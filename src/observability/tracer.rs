//! Tracer provider that exports finished spans to a local OTLP JSON file.

use super::file_writer::{RotationPolicy, TraceFile};
use super::span_formatter::OtlpJsonEncoder;
use futures_util::future::BoxFuture;
use opentelemetry::trace::TraceError;
use opentelemetry_sdk::export::trace::{ExportResult, SpanData, SpanExporter};
use opentelemetry_sdk::resource::Resource;
use opentelemetry_sdk::trace::TracerProvider;
use std::path::PathBuf;
use std::sync::atomic::{AtomicBool, Ordering};

/// Writes each exported batch as one OTLP JSON line.
struct FileSpanExporter {
    file: TraceFile,
    encoder: OtlpJsonEncoder,
    is_shutdown: AtomicBool,
}

impl SpanExporter for FileSpanExporter {
    fn export(&mut self, batch: Vec<SpanData>) -> BoxFuture<'static, ExportResult> {
        let result = if self.is_shutdown.load(Ordering::SeqCst) {
            Err(TraceError::from("exporter is shut down"))
        } else {
            let line = self.encoder.encode_batch(&batch).to_string();
            self.file
                .append_line(&line)
                .map_err(|e| TraceError::from(e.to_string()))
        };
        Box::pin(std::future::ready(result))
    }

    fn shutdown(&mut self) {
        self.is_shutdown.store(true, Ordering::SeqCst);
    }
}

impl std::fmt::Debug for FileSpanExporter {
    fn fmt(&self, f: &mut std::fmt::Formatter<'_>) -> std::fmt::Result {
        f.debug_struct("FileSpanExporter")
            .field("file", &self.file)
            .field("encoder", &self.encoder)
            .field("is_shutdown", &self.is_shutdown)
            .finish()
    }
}

/// Builds a provider whose spans land in `file_path`.
///
/// Spans are exported as they end (simple, unbatched export), so the file is
/// current even if the process exits abruptly.
pub fn create_tracer_provider(
    file_path: PathBuf,
    resource: Resource,
    scope: &'static str,
) -> TracerProvider {
    let exporter = FileSpanExporter {
        file: TraceFile::new(file_path, RotationPolicy::default()),
        encoder: OtlpJsonEncoder::new(resource.clone(), scope),
        is_shutdown: AtomicBool::new(false),
    };

    TracerProvider::builder()
        .with_config(opentelemetry_sdk::trace::Config::default().with_resource(resource))
        .with_simple_exporter(exporter)
        .build()
}
//! Cache-aside repository over a [`CatalogSource`].
//!
//! Every query the application issues goes through one [`Memo`] per entity
//! type, keyed by query scope: the joined catalog and the game list are
//! cached once per session, releases are cached per `game_id`. A repeated
//! navigation to the same title therefore never re-fetches.
//!
//! Failed fetches are not cached; the next request retries the source.
//! Concurrent population is not guarded: the last write wins.

use crate::catalog::backend::CatalogSource;
use crate::domain::error::Result;
use crate::domain::{Edition, Game, GameId, Platform, Region, ReleaseRecord};
use std::collections::{HashMap, HashSet};
use std::hash::Hash;
use std::sync::Arc;

/// Fetch-and-memoize primitive keyed by query scope.
///
/// # Examples
///
/// ```
/// use game_library::catalog::Memo;
///
/// let mut memo: Memo<u32, String> = Memo::new();
/// let value = memo.get_or_try_fetch(1, || Ok("one".to_string()))?;
/// assert_eq!(value, "one");
///
/// // Second lookup is served from the cache.
/// let value = memo.get_or_try_fetch(1, || unreachable!())?;
/// assert_eq!(value, "one");
/// # Ok::<(), game_library::domain::GameLibraryError>(())
/// ```
#[derive(Debug)]
pub struct Memo<K, V> {
    entries: HashMap<K, V>,
    misses: u64,
}

impl<K, V> Default for Memo<K, V> {
    fn default() -> Self {
        Self {
            entries: HashMap::new(),
            misses: 0,
        }
    }
}

impl<K: Eq + Hash, V: Clone> Memo<K, V> {
    /// Creates an empty cache.
    #[must_use]
    pub fn new() -> Self {
        Self::default()
    }

    /// Returns the cached value for `key`, fetching and storing it on a miss.
    ///
    /// # Errors
    ///
    /// Returns the fetch error unchanged. Nothing is cached in that case.
    pub fn get_or_try_fetch<F>(&mut self, key: K, fetch: F) -> Result<V>
    where
        F: FnOnce() -> Result<V>,
    {
        if let Some(value) = self.entries.get(&key) {
            return Ok(value.clone());
        }

        self.misses += 1;
        let value = fetch()?;
        self.entries.insert(key, value.clone());
        Ok(value)
    }

    /// Returns the cached value without fetching.
    #[must_use]
    pub fn get(&self, key: &K) -> Option<&V> {
        self.entries.get(key)
    }

    /// Number of lookups that reached the fetch closure.
    #[must_use]
    pub const fn misses(&self) -> u64 {
        self.misses
    }
}

/// Session repository combining a data source with per-scope caches.
pub struct CatalogRepository {
    source: Box<dyn CatalogSource>,
    catalog: Memo<(), Arc<[ReleaseRecord]>>,
    games: Memo<(), Arc<[Game]>>,
    releases: Memo<GameId, Arc<[ReleaseRecord]>>,
}

impl CatalogRepository {
    #[must_use]
    pub fn new(source: Box<dyn CatalogSource>) -> Self {
        Self {
            source,
            catalog: Memo::new(),
            games: Memo::new(),
            releases: Memo::new(),
        }
    }

    /// Returns every release joined with its title.
    ///
    /// # Errors
    ///
    /// Returns an error if the catalog is not cached and the source fails.
    pub fn catalog(&mut self) -> Result<Arc<[ReleaseRecord]>> {
        let source = &self.source;
        self.catalog.get_or_try_fetch((), || {
            let _span = tracing::debug_span!("repository_fetch_catalog").entered();
            Ok(dedupe_releases(source.fetch_catalog()?).into())
        })
    }

    /// Returns every game ordered by title.
    ///
    /// # Errors
    ///
    /// Returns an error if the list is not cached and the source fails.
    pub fn games(&mut self) -> Result<Arc<[Game]>> {
        let source = &self.source;
        self.games.get_or_try_fetch((), || {
            let _span = tracing::debug_span!("repository_fetch_games").entered();
            Ok(source.fetch_games_ordered()?.into())
        })
    }

    /// Returns the releases of one game.
    ///
    /// # Errors
    ///
    /// Returns an error if the releases are not cached and the source fails.
    pub fn releases_for(&mut self, game_id: GameId) -> Result<Arc<[ReleaseRecord]>> {
        let source = &self.source;
        self.releases.get_or_try_fetch(game_id, || {
            let _span = tracing::debug_span!("repository_fetch_releases", game_id = game_id).entered();
            Ok(dedupe_releases(source.fetch_releases_for_game(game_id)?).into())
        })
    }

    /// Whether the releases for `game_id` are already cached.
    #[must_use]
    pub fn has_releases(&self, game_id: GameId) -> bool {
        self.releases.get(&game_id).is_some()
    }

    /// Total number of lookups that reached the data source.
    #[must_use]
    pub const fn source_fetches(&self) -> u64 {
        self.catalog.misses() + self.games.misses() + self.releases.misses()
    }
}

/// Drops releases whose identity tuple was already seen, keeping the first.
fn dedupe_releases(records: Vec<ReleaseRecord>) -> Vec<ReleaseRecord> {
    let mut seen: HashSet<(GameId, Platform, Region, Edition)> = HashSet::with_capacity(records.len());

    records
        .into_iter()
        .filter(|record| {
            let key = (
                record.game_id,
                record.platform.clone(),
                record.region.clone(),
                record.edition.clone(),
            );
            let fresh = seen.insert(key);
            if !fresh {
                tracing::warn!(
                    game_id = record.game_id,
                    platform = record.platform.code(),
                    region = record.region.code(),
                    edition = record.edition.code(),
                    "dropping duplicate release"
                );
            }
            fresh
        })
        .collect()
}

#[cfg(test)]
mod tests {
    use super::*;
    use crate::domain::GameLibraryError;
    use std::sync::atomic::{AtomicUsize, Ordering};

    struct CountingSource {
        releases: Vec<ReleaseRecord>,
        calls: Arc<AtomicUsize>,
        fail: bool,
    }

    impl CatalogSource for CountingSource {
        fn fetch_games_ordered(&self) -> Result<Vec<Game>> {
            self.calls.fetch_add(1, Ordering::SeqCst);
            Ok(vec![Game { id: 1, title: "A".into() }])
        }

        fn fetch_releases_for_game(&self, game_id: GameId) -> Result<Vec<ReleaseRecord>> {
            self.calls.fetch_add(1, Ordering::SeqCst);
            if self.fail {
                return Err(GameLibraryError::Source("offline".into()));
            }
            Ok(self.releases.iter().filter(|r| r.game_id == game_id).cloned().collect())
        }

        fn fetch_catalog(&self) -> Result<Vec<ReleaseRecord>> {
            self.calls.fetch_add(1, Ordering::SeqCst);
            if self.fail {
                return Err(GameLibraryError::Source("offline".into()));
            }
            Ok(self.releases.clone())
        }
    }

    fn repository(fail: bool) -> (CatalogRepository, Arc<AtomicUsize>) {
        let calls = Arc::new(AtomicUsize::new(0));
        let source = CountingSource {
            releases: vec![
                ReleaseRecord::new(1, "A", "ps4", "us", "std"),
                ReleaseRecord::new(1, "A", "ps4", "eur", "std"),
                ReleaseRecord::new(1, "A", "ps4", "us", "std"),
                ReleaseRecord::new(2, "B", "pc", "us", "std"),
            ],
            calls: Arc::clone(&calls),
            fail,
        };
        (CatalogRepository::new(Box::new(source)), calls)
    }

    #[test]
    fn repeated_lookup_hits_cache() {
        let (mut repo, calls) = repository(false);

        let first = repo.releases_for(1).unwrap();
        let second = repo.releases_for(1).unwrap();

        assert_eq!(calls.load(Ordering::SeqCst), 1);
        assert!(Arc::ptr_eq(&first, &second));
        assert!(repo.has_releases(1));
        assert!(!repo.has_releases(2));
    }

    #[test]
    fn duplicates_are_dropped() {
        let (mut repo, _) = repository(false);
        let catalog = repo.catalog().unwrap();
        assert_eq!(catalog.len(), 3);
        assert_eq!(catalog[2].title, "B");
    }

    #[test]
    fn unknown_codes_dedupe_across_case() {
        let records = dedupe_releases(vec![
            ReleaseRecord::new(3, "C", "Dreamcast", "us", "std"),
            ReleaseRecord::new(3, "C", "dreamcast", "US", "STD"),
        ]);
        assert_eq!(records.len(), 1);
        assert_eq!(records[0].platform.code(), "dreamcast");
    }

    #[test]
    fn failures_are_not_cached() {
        let (mut repo, calls) = repository(true);

        assert!(repo.catalog().is_err());
        assert!(repo.catalog().is_err());
        assert_eq!(calls.load(Ordering::SeqCst), 2);
        assert_eq!(repo.source_fetches(), 2);
    }

    #[test]
    fn memo_fetches_once_and_skips_failures() {
        let mut memo: Memo<&str, u32> = Memo::new();
        assert!(memo
            .get_or_try_fetch("bad", || Err(GameLibraryError::Source("down".into())))
            .is_err());
        assert!(memo.get(&"bad").is_none());

        assert_eq!(memo.get_or_try_fetch("k", || Ok(1)).unwrap(), 1);
        assert_eq!(memo.get_or_try_fetch("k", || Ok(2)).unwrap(), 1);
        assert_eq!(memo.get(&"k"), Some(&1));
        assert_eq!(memo.misses(), 2);
    }
}
//! Path utilities for configuration values and the data directory.
//!
//! Handles tilde expansion for user-supplied paths and locates the directory
//! where trace files are written.

use std::env;
use std::path::PathBuf;

/// Environment variable overriding the data directory.
pub const DATA_DIR_ENV: &str = "GAME_LIBRARY_DATA_DIR";

/// Returns the data directory for trace output.
///
/// Resolution order:
/// 1. `configured`, tilde-expanded
/// 2. The `GAME_LIBRARY_DATA_DIR` environment variable
/// 3. `~/.local/share/game-library`
/// 4. `.game-library` in the working directory when `HOME` is unset
#[must_use]
pub fn get_data_dir(configured: Option<&str>) -> PathBuf {
    if let Some(dir) = configured.filter(|dir| !dir.trim().is_empty()) {
        return expand_tilde(dir.trim());
    }
    if let Some(dir) = env::var_os(DATA_DIR_ENV).filter(|dir| !dir.is_empty()) {
        return PathBuf::from(dir);
    }
    home_dir().map_or_else(
        || PathBuf::from(".game-library"),
        |home| home.join(".local").join("share").join("game-library"),
    )
}

/// Expands a leading `~` to the user's home directory.
///
/// Paths without a leading tilde, and every path when `HOME` is unset, are
/// returned unchanged.
///
/// # Examples
///
/// ```
/// use game_library::infrastructure::expand_tilde;
/// use std::path::PathBuf;
///
/// assert_eq!(expand_tilde("/srv/catalog.json"), PathBuf::from("/srv/catalog.json"));
/// assert_eq!(expand_tilde("data/catalog.json"), PathBuf::from("data/catalog.json"));
/// ```
#[must_use]
pub fn expand_tilde(path: &str) -> PathBuf {
    let Some(home) = home_dir() else {
        return PathBuf::from(path);
    };
    if path == "~" {
        home
    } else if let Some(rest) = path.strip_prefix("~/") {
        home.join(rest)
    } else {
        PathBuf::from(path)
    }
}

fn home_dir() -> Option<PathBuf> {
    env::var_os("HOME").filter(|home| !home.is_empty()).map(PathBuf::from)
}

#[cfg(test)]
mod tests {
    use super::*;

    #[test]
    fn configured_dir_wins() {
        assert_eq!(get_data_dir(Some("/tmp/traces")), PathBuf::from("/tmp/traces"));
    }

    #[test]
    fn blank_configured_dir_is_ignored() {
        assert_ne!(get_data_dir(Some("  ")), PathBuf::from(""));
    }

    #[test]
    fn tilde_expands_against_home() {
        let Some(home) = home_dir() else {
            return;
        };
        assert_eq!(expand_tilde("~"), home);
        assert_eq!(expand_tilde("~/games/catalog.json"), home.join("games/catalog.json"));
        assert_eq!(expand_tilde("~user/x"), PathBuf::from("~user/x"));
    }
}
//! View model types representing renderable UI state.
//!
//! View models are immutable snapshots computed from application state by
//! `AppState::compute_viewmodel()` and consumed by the renderer. They contain
//! no business logic, only display-ready data: labels are resolved, colors
//! picked, and disabled controls already marked.
//!
//! # Example
//!
//! ```rust
//! use game_library::ui::viewmodel::{FooterInfo, HeaderInfo};
//!
//! let header = HeaderInfo { title: "Game Library".to_string(), release: None };
//! let footer = FooterInfo { keybindings: "Tab: change title".to_string() };
//! assert!(header.release.is_none());
//! assert!(!footer.keybindings.is_empty());
//! ```

use crate::app::modes::ViewMode;
use crate::selection::SelectOption;
use crate::table::{PaginationSummary, SortKey};

/// Complete UI view model for rendering.
#[derive(Debug, Clone, PartialEq)]
pub struct UIViewModel {
    pub header: HeaderInfo,

    /// Title selection panel, present while it is open.
    pub panel: Option<CatalogPanel>,

    /// What the case area currently shows.
    pub viewer: ViewerInfo,

    /// Mode buttons, `Additional` omitted when unavailable.
    pub mode_selector: Vec<ModeOption>,

    pub footer: FooterInfo,

    /// Last fetch failure shown to the user.
    pub error: Option<String>,
}

/// Header display information.
#[derive(Debug, Clone, PartialEq, Eq)]
pub struct HeaderInfo {
    pub title: String,

    /// Committed release, e.g. "Fallout 4 - PlayStation 4 / United States / Standard".
    pub release: Option<String>,
}

/// Footer display information.
///
/// Contains help text and keybinding hints for the bottom of the UI.
#[derive(Debug, Clone, PartialEq, Eq)]
pub struct FooterInfo {
    pub keybindings: String,
}

/// Empty state message display information.
#[derive(Debug, Clone, PartialEq, Eq)]
pub struct EmptyState {
    pub message: String,
    pub subtitle: String,
}

/// The catalog table together with the selectors.
#[derive(Debug, Clone, PartialEq)]
pub struct CatalogPanel {
    /// Active filters, as `(column, value)` pairs.
    pub filters: Vec<(String, String)>,

    pub columns: Vec<ColumnHeader>,

    pub rows: Vec<DisplayRow>,

    /// Set when no row matches (or the catalog is empty).
    pub empty_state: Option<EmptyState>,

    pub pagination: PaginationSummary,

    /// The catalog fetch is still outstanding.
    pub loading: bool,

    pub title_selector: SelectorInfo,

    /// Platform, region and edition, in cascade order.
    pub selectors: Vec<SelectorInfo>,

    /// The Confirm button is enabled.
    pub can_confirm: bool,

    /// The Close button is enabled.
    pub can_close: bool,
}

/// Table column header.
#[derive(Debug, Clone, PartialEq, Eq)]
pub struct ColumnHeader {
    pub key: SortKey,
    pub label: &'static str,

    /// Sort arrow, on the sorted column only.
    pub indicator: Option<&'static str>,
}

/// One table row.
#[derive(Debug, Clone, PartialEq, Eq)]
pub struct DisplayRow {
    /// Position within the visible page, as accepted by row clicks.
    pub index: usize,
    pub title: String,
    pub platform: String,
    pub region: String,
    pub edition: String,
    pub release_date: String,
    pub genres: Vec<GenreBadge>,
}

/// Colored genre label.
#[derive(Debug, Clone, PartialEq, Eq)]
pub struct GenreBadge {
    pub name: String,
    /// Hex color from the theme's genre palette.
    pub color: String,
}

/// A dropdown and its current state.
#[derive(Debug, Clone, PartialEq, Eq)]
pub struct SelectorInfo {
    pub label: &'static str,
    pub options: Vec<SelectOption>,
    pub selected: Option<String>,

    /// Releases are loading or the parent level is unset.
    pub disabled: bool,
}

/// Mode selector button.
#[derive(Debug, Clone, Copy, PartialEq, Eq)]
pub struct ModeOption {
    pub mode: ViewMode,
    pub key: char,
    pub label: &'static str,
    pub active: bool,
}

/// Case area contents.
#[derive(Debug, Clone, PartialEq)]
pub struct ViewerInfo {
    pub mode: ViewMode,

    /// Descriptive lines for the current mode (case state, info box, items).
    pub lines: Vec<String>,

    /// Images shown for the current mode.
    pub images: Vec<ImageSlot>,

    /// Full-screen image viewer, when open.
    pub image_viewer: Option<ImageViewerInfo>,
}

/// Image viewer overlay.
#[derive(Debug, Clone, PartialEq, Eq)]
pub struct ImageViewerInfo {
    pub caption: String,
    /// Zoom level, 1 to 3.
    pub zoom: u8,
}

/// One image, resolved or placeholder.
#[derive(Debug, Clone, PartialEq, Eq)]
pub struct ImageSlot {
    pub label: String,

    /// `None` renders a placeholder.
    pub url: Option<String>,
}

# ACTIVITY
Find each line of the data above that holds the word "ColumnHeader", then copy it.

# REPLY TO THE EXERCISE
    pub columns: Vec<ColumnHeader>,
pub struct ColumnHeader {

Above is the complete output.